MY IMMORTAL By : Bitterchoco

Disclaimer : If I'm owning Naruto, that show will full of yaoi couple, and the rate will be R. Seems that I own nothing, even the song "My Immortal" belong to Evanescence.

Warning :

Obviously this story is Yaoi, it contain male loving other male, so if you're not comfortable with this kind of thing, back off. Don't flame me coz I've warn you properly.

My English grammar is very poor, it shame me sometimes. But you can't kill someone just because tried to write fic with awful English.

I'm so tired of being here

Suppressed by all my childish fears

And if you have to leave

I wish that you would just leave

'Cause your presence still lingers here

And it won't leave me alone

My mind so numb, seems that I've lost all of my will to live, gave up my faith in life. Where is my Naruto? Where is my sunshine? I can't think, I don't want to think at all, my head so heavy. I already lost track from time, why the clock still ticking, when I don't really know if the day still exist. I don't want to be here, I shouldn't been, should be death, you're the one should be here, Naruto. Why in the name of hell did you take that kunai for me? Why did you have to die? Why there's still light? I thought you took away the sun with you. Why I'm still frighten to my brother? I thought I was strong enough to fought him. Are you really died that day Naruto? Then why I still see you right now? There in the corner of my room, you smiling weakly to me. But if you're there, why can't my touch you? If you're dead, why I can still smells of your scent in our bed? Why there's still instant ramen in the cupboard? If you isn't here, why I still bought milk, I don't drink milk. If you already gone, then why am I still waiting you to come home, waiting you lay here next to me. Why are you standing there and not leaving me alone, if you're already gone.

These wounds won't seems to heal

This pain is just too real

There's just too much that time cannot erase

Why am I still living, when my heart won't stop bleeding? Why the days seems so normal, yet seems more empty? Why am I wake up in the morning when I ready know that you won't be there. The hole in my heart make me hard to breath, make my days so heavy. How am I supposed to live, when I hardly want to breath? Why can't I cry? Did all my tears have dried? I still see us laugh in the hill we used to picnic, I even still see you running around in our apartment. Sometimes I still see you eating ramen with Iruka-sensei at Ichiraku's, you with your foxy grin. I still see you train right on the riverbank, where we used to trained. People said that I'm crazy, but I do still see you. I even still put our picture right on top of the table next to our bed.

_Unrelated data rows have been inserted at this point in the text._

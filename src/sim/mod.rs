//! Deterministic simulation module
//!
//! All gameplay logic lives here. This module must be pure and deterministic:
//! - Fixed timestep only
//! - Seeded RNG only
//! - Stable iteration order (by entity ID)
//! - No rendering, audio or platform dependencies

pub mod collision;
pub mod difficulty;
pub mod entity;
pub mod spawn;
pub mod state;
pub mod tick;

pub use collision::{Effect, resolve};
pub use difficulty::DifficultyController;
pub use entity::{Arena, Entity, EntityKind, Rect};
pub use spawn::SpawnPolicy;
pub use state::{AudioCue, GameState, GameStatus, SINGLE_PLAYER_LAYOUT};
pub use tick::tick;
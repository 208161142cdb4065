//! Fixed timestep simulation tick
//!
//! Core game loop step shared by keyboard play and policy training.

use super::collision::resolve;
use super::state::{GameState, GameStatus};
use crate::controller::{Controller, Observation};

/// Advance the game state by one fixed timestep.
///
/// Order within a tick: controller decision, basket move, mushrooms fall,
/// collisions, status check. Caught and missed mushrooms are respawned in
/// the same tick. Nothing happens once the run is over.
pub fn tick(state: &mut GameState, controller: &mut dyn Controller, dt: f32) {
    if state.status == GameStatus::GameOver {
        return;
    }

    state.time_ticks += 1;

    // Basket first so collisions see this tick's decision
    let observation = Observation::capture(state);
    let decision = controller.decide(&observation);
    state.move_collector(decision.direction() * controller.speed() * dt);

    let fall = state.fall_speed() * dt;
    for item in &mut state.items {
        item.bounds.pos.y += fall;
    }

    // Items never collide with each other, so each is resolved on its own
    let basket = state.collector.bounds;
    for index in 0..state.items.len() {
        let item = state.items[index];
        if let Some(effect) = resolve(&basket, &item) {
            state.apply_effect(effect);
            state.respawn_item(index);
        } else if item.bounds.top() > state.arena.height {
            // Missed mushrooms come back without penalty
            state.missed_count += 1;
            log::debug!("{:?} {} missed, respawning", item.kind, item.id);
            state.respawn_item(index);
        }
    }

    state.update_status();
}
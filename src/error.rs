//! Errors for loading settings, training configs and genomes
//!
//! The simulation itself never fails; only the setup layer around it does.

use std::path::PathBuf;

use thiserror::Error;

#[derive(Error, Debug)]
pub enum Error {
    /// File could not be read or written
    #[error("IO error on {path}: {source}")]
    Io {
        path: PathBuf,
        #[source]
        source: std::io::Error,
    },

    /// File contents are not valid JSON for the expected type
    #[error("Failed to parse {path}: {source}")]
    Parse {
        path: PathBuf,
        #[source]
        source: serde_json::Error,
    },

    /// Values parsed but make no sense
    #[error("Invalid configuration: {0}")]
    InvalidConfig(String),
}

pub type Result<T> = std::result::Result<T, Error>;

/// Read a JSON file into `T`
pub(crate) fn read_json<T: serde::de::DeserializeOwned>(path: &std::path::Path) -> Result<T> {
    let text = std::fs::read_to_string(path).map_err(|source| Error::Io {
        path: path.to_path_buf(),
        source,
    })?;
    serde_json::from_str(&text).map_err(|source| Error::Parse {
        path: path.to_path_buf(),
        source,
    })
}

/// Write `value` as pretty JSON
pub(crate) fn write_json<T: serde::Serialize>(path: &std::path::Path, value: &T) -> Result<()> {
    let text = serde_json::to_string_pretty(value).map_err(|source| Error::Parse {
        path: path.to_path_buf(),
        source,
    })?;
    std::fs::write(path, text).map_err(|source| Error::Io {
        path: path.to_path_buf(),
        source,
    })
}
//! Fixed frame-rate session loop
//!
//! One frame is one tick: decide, simulate, hand cues to audio and a snapshot
//! to the renderer, then wait for the next frame boundary. A quit request is
//! honored between ticks while the run is live. After game over the final
//! frame is held for a fixed, non-interactive delay before the session ends.

use std::sync::Arc;
use std::sync::atomic::{AtomicBool, Ordering};
use std::time::{Duration, Instant};

use crate::Settings;
use crate::audio::AudioSink;
use crate::controller::Controller;
use crate::render::{RenderFrame, RenderSink};
use crate::sim::{GameState, tick};

/// Cooperative quit flag, cheap to clone and share with an input thread
#[derive(Debug, Clone, Default)]
pub struct QuitSignal(Arc<AtomicBool>);

impl QuitSignal {
    pub fn new() -> Self {
        Self::default()
    }

    pub fn request(&self) {
        self.0.store(true, Ordering::Relaxed);
    }

    pub fn is_requested(&self) -> bool {
        self.0.load(Ordering::Relaxed)
    }
}

/// Loop parameters
#[derive(Debug, Clone, Copy, PartialEq)]
pub struct SessionConfig {
    /// Simulation timestep (seconds)
    pub dt: f32,
    /// Frames the game over screen is held before the session ends
    pub game_over_delay_frames: u32,
    /// Stop after this many frames even if the run is still going
    pub max_frames: Option<u64>,
    /// Sleep to real frame boundaries instead of running flat out
    pub realtime: bool,
}

impl SessionConfig {
    pub fn from_settings(settings: &Settings) -> Self {
        Self {
            dt: settings.dt(),
            game_over_delay_frames: settings.game_over_delay_frames(),
            max_frames: None,
            realtime: false,
        }
    }
}

/// Why a session stopped
#[derive(Debug, Clone, Copy, PartialEq, Eq)]
pub enum EndReason {
    GameOver,
    Quit,
    FrameLimit,
}

#[derive(Debug, Clone, PartialEq)]
pub struct SessionSummary {
    pub end: EndReason,
    pub frames: u64,
    pub ticks: u64,
    pub collected_count: u32,
    pub poisonous_count: u32,
    pub missed_count: u32,
}

/// Blocks until the next frame boundary
struct FrameLimiter {
    frame: Duration,
    next: Instant,
}

impl FrameLimiter {
    fn new(dt: f32) -> Self {
        Self {
            frame: Duration::from_secs_f32(dt),
            next: Instant::now(),
        }
    }

    fn wait(&mut self) {
        self.next += self.frame;
        let now = Instant::now();
        if now < self.next {
            std::thread::sleep(self.next - now);
        } else {
            // Running behind; don't try to catch up
            self.next = now;
        }
    }
}

/// A single run driven frame by frame
pub struct Session {
    state: GameState,
    config: SessionConfig,
    quit: QuitSignal,
}

impl Session {
    pub fn new(state: GameState, config: SessionConfig) -> Self {
        Self {
            state,
            config,
            quit: QuitSignal::new(),
        }
    }

    /// Handle for requesting a clean exit
    pub fn quit_signal(&self) -> QuitSignal {
        self.quit.clone()
    }

    pub fn state(&self) -> &GameState {
        &self.state
    }

    pub fn into_state(self) -> GameState {
        self.state
    }

    /// Run until game over (plus delay), quit or the frame limit
    pub fn run(
        &mut self,
        controller: &mut dyn Controller,
        renderer: &mut dyn RenderSink,
        audio: &mut dyn AudioSink,
    ) -> SessionSummary {
        let mut limiter = self.config.realtime.then(|| FrameLimiter::new(self.config.dt));
        let mut frames = 0u64;
        let mut held = 0u32;

        log::info!("Session starting (seed {})", self.state.seed);

        let end = loop {
            // The game over hold runs to completion
            if !self.state.is_over() && self.quit.is_requested() {
                break EndReason::Quit;
            }
            if self.config.max_frames.is_some_and(|max| frames >= max) {
                break EndReason::FrameLimit;
            }

            tick(&mut self.state, controller, self.config.dt);
            for cue in self.state.drain_cues() {
                audio.play(cue);
            }
            renderer.render(&RenderFrame::capture(&self.state));
            frames += 1;

            if self.state.is_over() {
                held += 1;
                if held > self.config.game_over_delay_frames {
                    break EndReason::GameOver;
                }
            }

            if let Some(limiter) = limiter.as_mut() {
                limiter.wait();
            }
        };

        let summary = SessionSummary {
            end,
            frames,
            ticks: self.state.time_ticks,
            collected_count: self.state.collected_count,
            poisonous_count: self.state.poisonous_count,
            missed_count: self.state.missed_count,
        };
        log::info!(
            "Session ended ({:?}) after {} frames: collected {}, poisonous {}, missed {}",
            summary.end,
            summary.frames,
            summary.collected_count,
            summary.poisonous_count,
            summary.missed_count
        );
        summary
    }
}

#[cfg(test)]
mod tests {
    use super::*;
    use crate::audio::AudioManager;
    use crate::consts::POISON_LIMIT;
    use crate::controller::{HumanController, ScriptedInput};
    use crate::render::LogRenderer;
    use crate::sim::{AudioCue, EntityKind, GameStatus};

    /// Renderer that raises the quit flag after a number of frames
    struct QuitAfter {
        frames: u64,
        seen: u64,
        quit: QuitSignal,
    }

    impl RenderSink for QuitAfter {
        fn render(&mut self, _frame: &RenderFrame) {
            self.seen += 1;
            if self.seen == self.frames {
                self.quit.request();
            }
        }
    }

    /// Renderer that raises the quit flag as soon as the run is over
    struct QuitOnGameOver {
        quit: QuitSignal,
    }

    impl RenderSink for QuitOnGameOver {
        fn render(&mut self, frame: &RenderFrame) {
            if frame.status == GameStatus::GameOver {
                self.quit.request();
            }
        }
    }

    fn config(settings: &Settings) -> SessionConfig {
        SessionConfig::from_settings(settings)
    }

    /// One poisonous item already overlapping the basket, one catch from the limit
    fn about_to_lose(settings: &Settings) -> GameState {
        let mut state = GameState::with_layout(8, settings, &[EntityKind::Poisonous]);
        state.poisonous_count = POISON_LIMIT - 1;
        let basket = state.collector.bounds;
        state.items[0].bounds.pos = basket.pos;
        state
    }

    #[test]
    fn test_frame_limit() {
        let settings = Settings::default();
        let limited = SessionConfig {
            max_frames: Some(30),
            ..config(&settings)
        };
        let mut session = Session::new(GameState::new(1, &settings), limited);
        let mut human = HumanController::new(ScriptedInput::default(), settings.human_speed);
        let mut renderer = LogRenderer::default();
        let summary = session.run(&mut human, &mut renderer, &mut AudioManager::new());
        assert_eq!(summary.end, EndReason::FrameLimit);
        assert_eq!(summary.frames, 30);
        assert_eq!(summary.ticks, 30);
    }

    #[test]
    fn test_quit_checked_once_per_tick() {
        let settings = Settings::default();
        let mut session = Session::new(GameState::new(1, &settings), config(&settings));
        let mut renderer = QuitAfter {
            frames: 10,
            seen: 0,
            quit: session.quit_signal(),
        };
        let mut human = HumanController::new(ScriptedInput::default(), settings.human_speed);
        let summary = session.run(&mut human, &mut renderer, &mut AudioManager::new());
        assert_eq!(summary.end, EndReason::Quit);
        assert_eq!(summary.ticks, 10);
    }

    #[test]
    fn test_game_over_delay_then_end() {
        let settings = Settings {
            game_over_delay_secs: 0.5,
            ..Default::default()
        };
        let mut session = Session::new(about_to_lose(&settings), config(&settings));
        let mut human = HumanController::new(ScriptedInput::default(), settings.human_speed);
        let mut renderer = LogRenderer::default();
        let mut audio = AudioManager::new();
        let summary = session.run(&mut human, &mut renderer, &mut audio);

        assert_eq!(summary.end, EndReason::GameOver);
        // Game over on the first tick, then the frame is held for the delay
        assert_eq!(summary.ticks, 1);
        assert_eq!(summary.frames, 1 + settings.game_over_delay_frames() as u64);
        assert_eq!(renderer.frames(), summary.frames);

        let cues: Vec<AudioCue> = audio.take_requests().iter().map(|r| r.cue).collect();
        assert_eq!(cues, vec![AudioCue::Warning, AudioCue::GameOver]);
    }

    #[test]
    fn test_quit_ignored_during_game_over_hold() {
        let settings = Settings {
            game_over_delay_secs: 0.25,
            ..Default::default()
        };
        let mut session = Session::new(about_to_lose(&settings), config(&settings));
        let mut renderer = QuitOnGameOver {
            quit: session.quit_signal(),
        };
        let mut human = HumanController::new(ScriptedInput::default(), settings.human_speed);
        let summary = session.run(&mut human, &mut renderer, &mut AudioManager::new());

        assert!(session.quit_signal().is_requested());
        assert_eq!(summary.end, EndReason::GameOver);
        assert_eq!(summary.frames, 1 + settings.game_over_delay_frames() as u64);
    }
}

When you cried I'd wipe away all of your tears

When you'd scream I'd fight away all of your fears

I held you hand through all of these years

But you still have

All of me

Did you remember, Naruto? There were moments when you had enough with what the villagers have done to you, you would silently cried. Did you remember that I was there, Naruto? Have you ever remember I always wipe away all the tears, I even lick away all the trace? There were times when you so scare that no one ever going to acknowledge you, but you'd know that I'd always be there to acknowledge you. Have you forgot, seconds when you afraid to stand out alone, hours fears of being different? I was there. I held your hand against all the villagers cold stare. I held your hand when the first time we made love. I held your hand through those cold rains. I held your hand past through those hot summers. I held your hand when you were sleeping. I even held your hand on the day you died. Your hand always so small but so fit with mine. Those small hand that I always held through my rough years. I still love you, I still want you, I still need you, I still dream of you, I still do feel you in my life, in my days, my night, through the months, through the years.

You used to captivate me

By your resonating life

Now I'm bound by the life you left behind

Your face it haunts

My once pleasant dreams

Your voice it chased away

All the sanity in me

You were lively, so bright, I'd bet the sun will lose to you. You were so happy, even the birds, the bees, and the flowers sang for you. You were so vivid that I was sure, you were the form of life itself. You were so real. Now you're gone. And I live my life base on the memories that you left for me, Naruto. I never see tomorrow, I only see yesterday. I don't live for future, I only live for past. You know, Naruto, I still see you standing there, in the corner of our room. I still see you smiling weakly on me. Do you pity me, Naruto? Am I pathetic? I still seeing my dead lover, I still seeing my Naruto. I used to dream that we'll be together forever, nothing going stole away my Naruto from me. We're still together, don't we? Coz you still standing there, am I right, Naruto? I still hear you whispering to my ear, you said that I need to move on. Move on from what, Naruto? We're ok right now, coz I still hear you said to me, that you love me, that you will always be by my side. I still hear the sound of your sweet laugh right on the kitchen, I still can hear you call my name from all over part of this village, as if the wind carried your voice. I still breath you, you are real, you are still my Naruto.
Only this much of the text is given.